Boredom: Geiger believes David’s free time led him away from God:
David was bored. He got up from his bed in the middle of the night looking for something, anything. The Lord, on that night, was not enough for him. He wanted something else, something else to look at, something else to conquer, something else to pursue. (45)
Though Scripture does infer that David should’ve been out with his men fighting, I didn’t think Geiger made an effective case for boredom—troublesome though it be—as a foundational explosive for ruin.
Pride: David, the king of Israel, felt entitled. To everything and everyone. Clearly, pride is a common thread in every downfall.
Geiger’s analysis of David’s downfall and his application for leaders today alone would’ve made an insightful book:
Competent and effective leaders in a variety of fields and disciplines forfeit their roles over deficiencies in their character.
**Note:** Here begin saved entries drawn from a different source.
//! JSONL file writer for council events.
//!
//! Each [`ConversationEvent`] becomes one JSON line carrying its payload
//! fields plus `type` and an RFC3339 `timestamp`. Lines are appended, so
//! several runs can share one file.

use council_application::ports::conversation_logger::{ConversationEvent, ConversationLogger};
use serde_json::Value;
use std::fs::{File, OpenOptions};
use std::io::{BufWriter, Write};
use std::path::{Path, PathBuf};
use std::sync::Mutex;
use tracing::warn;

/// Conversation logger writing one JSON object per line.
///
/// Thread-safe via `Mutex<BufWriter<File>>`. Flushes after every line and
/// on `Drop`.
pub struct JsonlConversationLogger {
    writer: Mutex<BufWriter<File>>,
    path: PathBuf,
}

impl JsonlConversationLogger {
    /// Open (or create) the log file for appending.
    ///
    /// Creates parent directories as needed. Returns `None` when the file
    /// cannot be opened; the council then runs without a conversation log.
    pub fn new(path: impl AsRef<Path>) -> Option<Self> {
        let path = path.as_ref();

        if let Some(parent) = path.parent()
            && !parent.as_os_str().is_empty()
            && let Err(e) = std::fs::create_dir_all(parent)
        {
            warn!(
                "Could not create conversation log directory {}: {}",
                parent.display(),
                e
            );
            return None;
        }

        let file = match OpenOptions::new().create(true).append(true).open(path) {
            Ok(f) => f,
            Err(e) => {
                warn!("Could not open conversation log {}: {}", path.display(), e);
                return None;
            }
        };

        Some(Self {
            writer: Mutex::new(BufWriter::new(file)),
            path: path.to_path_buf(),
        })
    }

    pub fn path(&self) -> &Path {
        &self.path
    }
}

/// Merge the payload with `type` and `timestamp`.
///
/// Non-object payloads are nested under `data`.
fn to_record(event: ConversationEvent, timestamp: String) -> Value {
    match event.payload {
        Value::Object(mut map) => {
            map.insert("type".to_string(), Value::String(event.event_type.to_string()));
            map.insert("timestamp".to_string(), Value::String(timestamp));
            Value::Object(map)
        }
        other => serde_json::json!({
            "type": event.event_type,
            "timestamp": timestamp,
            "data": other,
        }),
    }
}

impl ConversationLogger for JsonlConversationLogger {
    fn log(&self, event: ConversationEvent) {
        let timestamp = chrono::Utc::now().to_rfc3339_opts(chrono::SecondsFormat::Millis, true);
        let Ok(line) = serde_json::to_string(&to_record(event, timestamp)) else {
            return;
        };

        if let Ok(mut writer) = self.writer.lock() {
            let _ = writeln!(writer, "{}", line);
            let _ = writer.flush();
        }
    }
}

impl Drop for JsonlConversationLogger {
    fn drop(&mut self) {
        if let Ok(mut writer) = self.writer.lock() {
            let _ = writer.flush();
        }
    }
}
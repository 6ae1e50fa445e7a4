//! CLI command definitions

use clap::{ArgGroup, Parser, ValueEnum};
use council_domain::DurationPolicy;
use std::path::PathBuf;

/// Output format for council results
#[derive(Debug, Clone, Copy, PartialEq, Eq, ValueEnum)]
pub enum OutputFormat {
    /// Every stage: round, reviews, debate and verdict
    Full,
    /// Only the chairman's verdict
    Synthesis,
    /// The council record as JSON
    Json,
}

impl From<OutputFormat> for council_domain::OutputFormat {
    fn from(format: OutputFormat) -> Self {
        match format {
            OutputFormat::Full => council_domain::OutputFormat::Full,
            OutputFormat::Synthesis => council_domain::OutputFormat::Synthesis,
            OutputFormat::Json => council_domain::OutputFormat::Json,
        }
    }
}

/// CLI arguments for llm-council
#[derive(Parser, Debug)]
#[command(name = "llm-council")]
#[command(author, version, about = "LLM Council - independent answers, a live debate, one verdict")]
#[command(group(ArgGroup::new("length").args(["duration", "unlimited", "no_debate"])))]
#[command(long_about = r#"
LLM Council convenes several language models on one question.

The process has four stages:
1. Round: every ready node answers independently, in parallel
2. Peer review (optional): nodes critique and score each other
3. Debate: nodes argue in turn; type to join in
4. Verdict: the chairman streams a consolidated answer

During the debate, stdin lines are commands:
  /pause    hold the next turn (the countdown keeps running)
  /resume   continue
  /end      stop the debate and go to the verdict
  anything else is posted to the debate as the user

Configuration files are loaded from (in priority order):
1. COUNCIL_* environment variables
2. --config <path>     Explicit config file
3. ./council.toml      Project-level config
4. ~/.config/llm-council/config.toml   Global config

Example:
  llm-council "Should we rewrite the billing service in Rust?"
  llm-council --preset divergence --duration 60 --review "Monorepo or polyrepo?"
  llm-council --no-debate -o json "Is P = NP?"
  llm-council --verify-keys
"#)]
pub struct Cli {
    /// The question to put to the council
    pub question: Option<String>,

    /// Built-in roster (standard, divergence)
    #[arg(short, long, value_name = "NAME")]
    pub preset: Option<String>,

    /// Debate length in seconds (0 = unlimited)
    #[arg(short, long, value_name = "SECS")]
    pub duration: Option<u64>,

    /// Run the debate until /end
    #[arg(long)]
    pub unlimited: bool,

    /// Skip the debate and go straight to the verdict
    #[arg(long)]
    pub no_debate: bool,

    /// Run the peer review stage
    #[arg(long)]
    pub review: bool,

    /// Output format
    #[arg(short, long, value_enum)]
    pub output: Option<OutputFormat>,

    /// Verbosity level (-v = info, -vv = debug, -vvv = trace)
    #[arg(short, long, action = clap::ArgAction::Count)]
    pub verbose: u8,

    /// Suppress progress indicators
    #[arg(short, long)]
    pub quiet: bool,

    /// Write diagnostic logs to daily files in this directory
    #[arg(long, value_name = "DIR")]
    pub log_dir: Option<PathBuf>,

    /// Append council events as JSON lines to this file
    #[arg(long, value_name = "PATH")]
    pub conversation_log: Option<PathBuf>,

    /// Probe every configured provider key and exit
    #[arg(long)]
    pub verify_keys: bool,

    /// Path to configuration file
    #[arg(long, value_name = "PATH")]
    pub config: Option<PathBuf>,

    /// Disable loading of configuration files
    #[arg(long)]
    pub no_config: bool,

    /// Show configuration sources and the resolved roster, then exit
    #[arg(long)]
    pub show_config: bool,
}

impl Cli {
    /// Debate length requested on the command line.
    ///
    /// `Some(None)` means the debate is switched off.
    pub fn debate_override(&self) -> Option<Option<DurationPolicy>> {
        if self.no_debate {
            Some(None)
        } else if self.unlimited {
            Some(Some(DurationPolicy::Unlimited))
        } else {
            self.duration
                .map(|secs| Some(DurationPolicy::from_secs(secs)))
        }
    }
}
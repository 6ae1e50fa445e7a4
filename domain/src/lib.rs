//! Domain layer for llm-council
//!
//! This crate contains the core business logic, entities, and value objects.
//! It has no dependencies on infrastructure or presentation concerns.
//!
//! # Core Concepts
//!
//! ## Council
//!
//! A council is a roster of independent LLM backends ("nodes") that deliberate
//! over a single query in three phases:
//!
//! - **Round**: every ready node answers the query independently
//! - **Debate**: nodes (and the human operator) take turns in a live transcript
//! - **Synthesis**: the chairman node streams one consolidated verdict
//!
//! ## Degradation
//!
//! Per-node failures never abort a phase. They surface as sentinel results
//! ([`ResponseStatus`]) rendered inline in place of real content.

pub mod config;
pub mod context;
pub mod core;
pub mod council;
pub mod debate;
pub mod orchestration;
pub mod prompt;
pub mod review;
pub mod session;

// Re-export commonly used types
pub use config::OutputFormat;
pub use context::ContextBudget;
pub use core::{
    error::DomainError,
    question::Query,
    string::{clip, flatten_newlines, truncate_chars},
};
pub use council::{
    credentials::CredentialSet,
    node::{Node, NodeId, NodeRole},
    presets::{Preset, default_chairman, default_council},
    provider::{ProtocolKind, ProviderKind},
};
pub use debate::{
    message::{DebateMessage, MessageId, Speaker},
    moves::RhetoricalMove,
    register::UserRegister,
    state::{DebateSnapshot, DebateStatus, DurationPolicy},
};
pub use orchestration::{
    entities::{CouncilRecord, Stage},
    value_objects::{
        CouncilResponse, PeerReview, ResponseStatus, SynthesisCompletion, SynthesisResult,
    },
};
pub use prompt::{DebateTurnPrompt, PromptTemplate};
pub use review::parsing::parse_review_score;
pub use session::stream::StreamEvent;
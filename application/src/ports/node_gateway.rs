//! Node Gateway port
//!
//! Defines the interface for calling a council node's backend.

use async_trait::async_trait;
use council_domain::{Node, StreamEvent};
use thiserror::Error;
use tokio::sync::mpsc;

/// Errors that can occur during gateway operations
#[derive(Error, Debug, Clone, PartialEq, Eq)]
pub enum GatewayError {
    /// No credential for the node's provider
    #[error("Provider not configured: {0}")]
    NotConfigured(String),

    /// The provider rejected the credential
    #[error("Unauthorized: {0}")]
    Unauthorized(String),

    #[error("HTTP {status}: {message}")]
    Http { status: u16, message: String },

    #[error("Connection error: {0}")]
    Transport(String),

    #[error("Invalid response: {0}")]
    InvalidResponse(String),

    #[error("Stream error: {0}")]
    Stream(String),

    #[error("Other error: {0}")]
    Other(String),
}

impl GatewayError {
    pub fn is_not_configured(&self) -> bool {
        matches!(self, GatewayError::NotConfigured(_))
    }

    pub fn is_unauthorized(&self) -> bool {
        matches!(self, GatewayError::Unauthorized(_))
    }
}

/// Gateway for node communication
///
/// This port defines how the application layer reaches model providers.
/// Implementations (adapters) live in the infrastructure layer.
#[async_trait]
pub trait NodeGateway: Send + Sync {
    /// Send one prompt and return the whole reply.
    async fn generate(
        &self,
        node: &Node,
        prompt: &str,
        system: Option<&str>,
    ) -> Result<String, GatewayError>;

    /// Send one prompt and stream the reply.
    ///
    /// Default implementation calls `generate()` and wraps the result in a
    /// single `Completed` event.
    async fn generate_stream(
        &self,
        node: &Node,
        prompt: &str,
        system: Option<&str>,
    ) -> Result<StreamHandle, GatewayError> {
        let result = self.generate(node, prompt, system).await?;
        let (tx, rx) = mpsc::channel(1);
        // Receiver may already be gone; nothing to do then
        let _ = tx.send(StreamEvent::Completed(result)).await;
        Ok(StreamHandle::new(rx))
    }
}

/// Outcome of draining a stream
#[derive(Debug, Clone, PartialEq, Eq)]
pub struct StreamOutcome {
    /// Everything received, complete or not
    pub text: String,
    /// Why the stream stopped early, if it did
    pub interruption: Option<String>,
}

impl StreamOutcome {
    pub fn is_complete(&self) -> bool {
        self.interruption.is_none()
    }
}

/// Handle for receiving streaming events from a node.
///
/// Wraps an `mpsc::Receiver<StreamEvent>` and provides convenience methods
/// for consuming the stream.
pub struct StreamHandle {
    pub receiver: mpsc::Receiver<StreamEvent>,
}

impl StreamHandle {
    pub fn new(receiver: mpsc::Receiver<StreamEvent>) -> Self {
        Self { receiver }
    }

    /// Drain the stream, handing each text fragment to `on_chunk`.
    ///
    /// Only a terminal `Completed` counts as a clean finish. An `Error`
    /// event, or the sender going away first, yields the partial text with
    /// an interruption reason.
    pub async fn forward<F>(mut self, mut on_chunk: F) -> StreamOutcome
    where
        F: FnMut(&str),
    {
        let mut full_text = String::new();
        while let Some(event) = self.receiver.recv().await {
            match event {
                StreamEvent::Delta(chunk) => {
                    on_chunk(&chunk);
                    full_text.push_str(&chunk);
                }
                StreamEvent::Completed(text) => {
                    if full_text.is_empty() && !text.is_empty() {
                        on_chunk(&text);
                        full_text = text;
                    }
                    return StreamOutcome {
                        text: full_text,
                        interruption: None,
                    };
                }
                StreamEvent::Error(e) => {
                    return StreamOutcome {
                        text: full_text,
                        interruption: Some(e),
                    };
                }
            }
        }
        StreamOutcome {
            text: full_text,
            interruption: Some("stream closed before completion".to_string()),
        }
    }

    /// Consume the stream and collect all text into a single string.
    pub async fn collect_text(self) -> Result<String, GatewayError> {
        let outcome = self.forward(|_| {}).await;
        match outcome.interruption {
            None => Ok(outcome.text),
            Some(reason) => Err(GatewayError::Stream(reason)),
        }
    }
}
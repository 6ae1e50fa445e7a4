//! Presentation layer for llm-council
//!
//! This crate contains the CLI definition, output formatters, progress
//! reporters, and the live debate terminal interface.

pub mod cli;
pub mod debate;
pub mod output;
pub mod progress;

// Re-export commonly used types
pub use cli::commands::{Cli, OutputFormat};
pub use debate::{DebateCommand, DebatePrinter};
pub use output::console::ConsoleFormatter;
pub use output::formatter::OutputFormatter;
pub use progress::reporter::{ProgressReporter, SimpleProgress};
They were able to lead others but not themselves, able to grow an organization while their hearts grew cold. When a lack of integrity comes to light, leaders can be disqualified. (8)
Ingredients for Restoration
Unlike social media and news headlines that unpack in salacious detail the downfall of admired leaders, Geiger shares what happened after David’s fall—and commends these steps of redemption to us: confrontation (2 Sam. 12), confession (Ps. 51), and celebration (Ps. 32).
Confrontation: “When pride ruined his life, in humility he started over again. The story does not end with David’s implosion and ruin. Your story does not need to end in ruin either” (115).
Confession: Geiger unpacks in beautiful detail the marks of true repentance and the promise of forgiveness. “Wondering if there is enough forgiveness for your sin is like a child wondering if there is enough water in the ocean to fill his sippy cup” (123).
Celebration: Psalm 32 was written after the confession of Psalm 51, and in it David celebrates his redemption:
How joyful is the one whose transgression is forgiven, whose sin is covered! How joyful is the person whom the LORD does not charge with iniquity and in whose spirit is no deceit! (Ps. 32:1–2)
How to Ruin Your Life—and Starting Over When You Do is a helpful read for anyone seeking to avoid ruin. Seasoned Christians and new believers alike will benefit from his gospel-drenched remedy for recovery from tragic decisions.